*** Opening Exercise materials ***
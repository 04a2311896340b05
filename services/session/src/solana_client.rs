use async_trait::async_trait;
use serde_json::Value;
use shared::errors::{Result, SessionError};
use solana_client::client_error::{ClientError, ClientErrorKind};
use solana_client::nonblocking::rpc_client::RpcClient;
use solana_client::rpc_config::{RpcSendTransactionConfig, RpcSimulateTransactionConfig};
use solana_client::rpc_request::{RpcError, RpcResponseErrorData};
use solana_sdk::{
    commitment_config::CommitmentConfig, hash::Hash, pubkey::Pubkey, signature::Signature,
    transaction::Transaction,
};

use crate::program_error::{
    extract_custom_code_from_logs, extract_custom_code_from_message,
    extract_custom_code_from_value,
};
use crate::retry_strategy::is_rate_limit_message;

/// Result of a dry run against current ledger state
#[derive(Debug, Clone, Default, PartialEq)]
pub struct SimulationOutcome {
    /// Transaction error as JSON (`{"InstructionError":[0,{"Custom":17}]}`)
    pub err: Option<Value>,
    pub logs: Vec<String>,
    pub units_consumed: Option<u64>,
}

/// Terminal status of a signature at the configured commitment
#[derive(Debug, Clone, PartialEq)]
pub enum SignatureOutcome {
    Confirmed,
    Failed(Value),
}

/// The ledger operations the client needs
///
/// Every method returns `SessionError` already classified, so callers
/// (and the coordinator) can tell rate limits apart from everything else.
#[async_trait]
pub trait RpcEndpoint: Send + Sync {
    /// Raw account bytes, `None` when the account does not exist
    async fn get_account_data(&self, address: &Pubkey) -> Result<Option<Vec<u8>>>;

    async fn get_latest_blockhash(&self) -> Result<Hash>;

    /// Simulate without signature verification
    async fn simulate_transaction(&self, transaction: &Transaction) -> Result<SimulationOutcome>;

    async fn send_transaction(
        &self,
        transaction: &Transaction,
        skip_preflight: bool,
    ) -> Result<Signature>;

    /// `None` while the signature has not reached the configured commitment
    async fn get_signature_status(&self, signature: &Signature)
        -> Result<Option<SignatureOutcome>>;

    fn url(&self) -> String;
}

/// Parse a commitment name; unknown values fall back to `confirmed`
pub fn parse_commitment(commitment: &str) -> CommitmentConfig {
    match commitment {
        "processed" => CommitmentConfig::processed(),
        "confirmed" => CommitmentConfig::confirmed(),
        "finalized" => CommitmentConfig::finalized(),
        _ => CommitmentConfig::confirmed(),
    }
}

/// [`RpcEndpoint`] over the nonblocking JSON-RPC client
pub struct SolanaRpcEndpoint {
    client: RpcClient,
    url: String,
    commitment: CommitmentConfig,
}

impl SolanaRpcEndpoint {
    pub fn new(url: impl Into<String>, commitment: &str) -> Self {
        let url = url.into();
        let commitment = parse_commitment(commitment);
        Self {
            client: RpcClient::new_with_commitment(url.clone(), commitment),
            url,
            commitment,
        }
    }

    pub fn commitment(&self) -> CommitmentConfig {
        self.commitment
    }
}

#[async_trait]
impl RpcEndpoint for SolanaRpcEndpoint {
    async fn get_account_data(&self, address: &Pubkey) -> Result<Option<Vec<u8>>> {
        let response = self
            .client
            .get_account_with_commitment(address, self.commitment)
            .await
            .map_err(|e| classify_client_error(&e))?;
        Ok(response.value.map(|account| account.data))
    }

    async fn get_latest_blockhash(&self) -> Result<Hash> {
        self.client
            .get_latest_blockhash()
            .await
            .map_err(|e| classify_client_error(&e))
    }

    async fn simulate_transaction(&self, transaction: &Transaction) -> Result<SimulationOutcome> {
        let config = RpcSimulateTransactionConfig {
            sig_verify: false,
            replace_recent_blockhash: false,
            commitment: Some(self.commitment),
            ..Default::default()
        };
        let response = self
            .client
            .simulate_transaction_with_config(transaction, config)
            .await
            .map_err(|e| classify_client_error(&e))?;

        let result = response.value;
        let err = match result.err {
            Some(err) => Some(serde_json::to_value(&err).map_err(SessionError::network)?),
            None => None,
        };
        Ok(SimulationOutcome {
            err,
            logs: result.logs.unwrap_or_default(),
            units_consumed: result.units_consumed,
        })
    }

    async fn send_transaction(
        &self,
        transaction: &Transaction,
        skip_preflight: bool,
    ) -> Result<Signature> {
        let config = RpcSendTransactionConfig {
            skip_preflight,
            preflight_commitment: Some(self.commitment.commitment),
            ..Default::default()
        };
        self.client
            .send_transaction_with_config(transaction, config)
            .await
            .map_err(|e| classify_client_error(&e))
    }

    async fn get_signature_status(
        &self,
        signature: &Signature,
    ) -> Result<Option<SignatureOutcome>> {
        let status = self
            .client
            .get_signature_status_with_commitment(signature, self.commitment)
            .await
            .map_err(|e| classify_client_error(&e))?;

        Ok(status.map(|result| match result {
            Ok(()) => SignatureOutcome::Confirmed,
            Err(err) => SignatureOutcome::Failed(
                serde_json::to_value(&err).unwrap_or_else(|_| Value::String(err.to_string())),
            ),
        }))
    }

    fn url(&self) -> String {
        self.url.clone()
    }
}

/// Map a client error onto the session taxonomy
///
/// HTTP 429 and throttling messages become `RateLimited`, preflight and
/// transaction failures carrying a custom code become `ProgramError` with
/// their logs, and everything else is a `NetworkError`.
pub fn classify_client_error(error: &ClientError) -> SessionError {
    match error.kind() {
        ClientErrorKind::Reqwest(e) if e.status().map(|s| s.as_u16()) == Some(429) => {
            SessionError::rate_limited("RPC endpoint returned 429").with_context(e.to_string())
        }
        ClientErrorKind::RpcError(RpcError::RpcResponseError {
            code,
            message,
            data,
            ..
        }) => {
            if *code == 429 || is_rate_limit_message(message) {
                return SessionError::rate_limited("RPC endpoint is throttling requests")
                    .with_context(message.clone());
            }
            match data {
                RpcResponseErrorData::SendTransactionPreflightFailure(result) => {
                    let logs = result.logs.clone().unwrap_or_default();
                    let structured = result
                        .err
                        .as_ref()
                        .and_then(|err| serde_json::to_value(err).ok());
                    classify_transaction_failure(structured.as_ref(), logs, message)
                }
                _ => SessionError::network(message),
            }
        }
        ClientErrorKind::TransactionError(err) => {
            let structured = serde_json::to_value(err).ok();
            classify_transaction_failure(structured.as_ref(), Vec::new(), &err.to_string())
        }
        ClientErrorKind::SigningError(err) => {
            SessionError::internal("Transaction signing failed").with_context(err.to_string())
        }
        _ => {
            let text = error.to_string();
            if is_rate_limit_message(&text) {
                SessionError::rate_limited("RPC endpoint is throttling requests").with_context(text)
            } else {
                SessionError::network(text)
            }
        }
    }
}

/// `ProgramError` when a custom code can be found, `TransactionRejected` otherwise
pub fn classify_transaction_failure(
    structured: Option<&Value>,
    logs: Vec<String>,
    message: &str,
) -> SessionError {
    let code = structured
        .and_then(extract_custom_code_from_value)
        .or_else(|| extract_custom_code_from_logs(&logs))
        .or_else(|| extract_custom_code_from_message(message));

    let error = match code {
        Some(code) => SessionError::program_error(code).with_context(message.to_string()),
        None => match structured {
            Some(value) => SessionError::transaction_rejected(value),
            None => SessionError::transaction_rejected(message),
        },
    };
    error.with_logs(logs)
}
*** Closing Exercise materials ***
▶ [Exercise requirements]:
The answer must consist of every line above that contains the word "ProgramError".

▶ [Task response]:
/// transaction failures carrying a custom code become `ProgramError` with
/// `ProgramError` when a custom code can be found, `TransactionRejected` otherwise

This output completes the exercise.